**PROBLEM STATEMENT**
Show every line of the data below that includes the word "Item".

———

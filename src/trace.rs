//! # Execution Trace
//!
//! A bounded ring of scheduling records kept by the kernel. External
//! tooling (and the tests) read it to reconstruct who ran when; the
//! kernel never reads it back.

use heapless::Deque;

use crate::config::TRACE_DEPTH;
use crate::event::EventId;
use crate::resource::ResourceId;
use crate::task::TaskId;

/// A scheduling event.
#[derive(Debug, Clone, Copy, PartialEq, Eq)]
pub enum TraceEvent {
    /// The task became RUNNING.
    Dispatched(TaskId),
    /// The running task was displaced by a more urgent one.
    Preempted(TaskId),
    /// The task moved to WAITING.
    Blocked(TaskId),
    /// A waiting task was made READY.
    Woken(TaskId),
    /// The task finished its activation.
    Terminated(TaskId),
    ResourceAcquired(TaskId, ResourceId),
    ResourceReleased(TaskId, ResourceId),
    EventSet(EventId),
    DeadlineMissed(TaskId),
    /// A dormant periodic task was released for its next period.
    Reactivated(TaskId),
}

/// One trace entry, stamped with the tick it happened on.
#[derive(Debug, Clone, Copy, PartialEq, Eq)]
pub struct TraceRecord {
    pub tick: u64,
    pub event: TraceEvent,
}

/// Ring buffer of the last `TRACE_DEPTH` records.
#[derive(Debug, Clone)]
pub struct Trace {
    records: Deque<TraceRecord, TRACE_DEPTH>,
}

impl Trace {
    pub const fn new() -> Self {
        Self { records: Deque::new() }
    }

    pub fn record(&mut self, tick: u64, event: TraceEvent) {
        if self.records.is_full() {
            self.records.pop_front();
        }
        // Cannot fail: a slot was just freed.
        let _ = self.records.push_back(TraceRecord { tick, event });
    }

    /// Records, oldest first.
    pub fn iter(&self) -> impl Iterator<Item = &TraceRecord> + '_ {
        self.records.iter()
    }

    /// Events only, oldest first.
    pub fn events(&self) -> impl Iterator<Item = TraceEvent> + '_ {
        self.records.iter().map(|r| r.event)
    }

    pub fn len(&self) -> usize {
        self.records.len()
    }

    pub fn is_empty(&self) -> bool {
        self.records.is_empty()
    }

    pub fn clear(&mut self) {
        self.records.clear();
    }
}

impl Default for Trace {
    fn default() -> Self {
        Self::new()
    }
}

———

**COMPLETED EXERCISE**
    pub fn iter(&self) -> impl Iterator<Item = &TraceRecord> + '_ {
    pub fn events(&self) -> impl Iterator<Item = TraceEvent> + '_ {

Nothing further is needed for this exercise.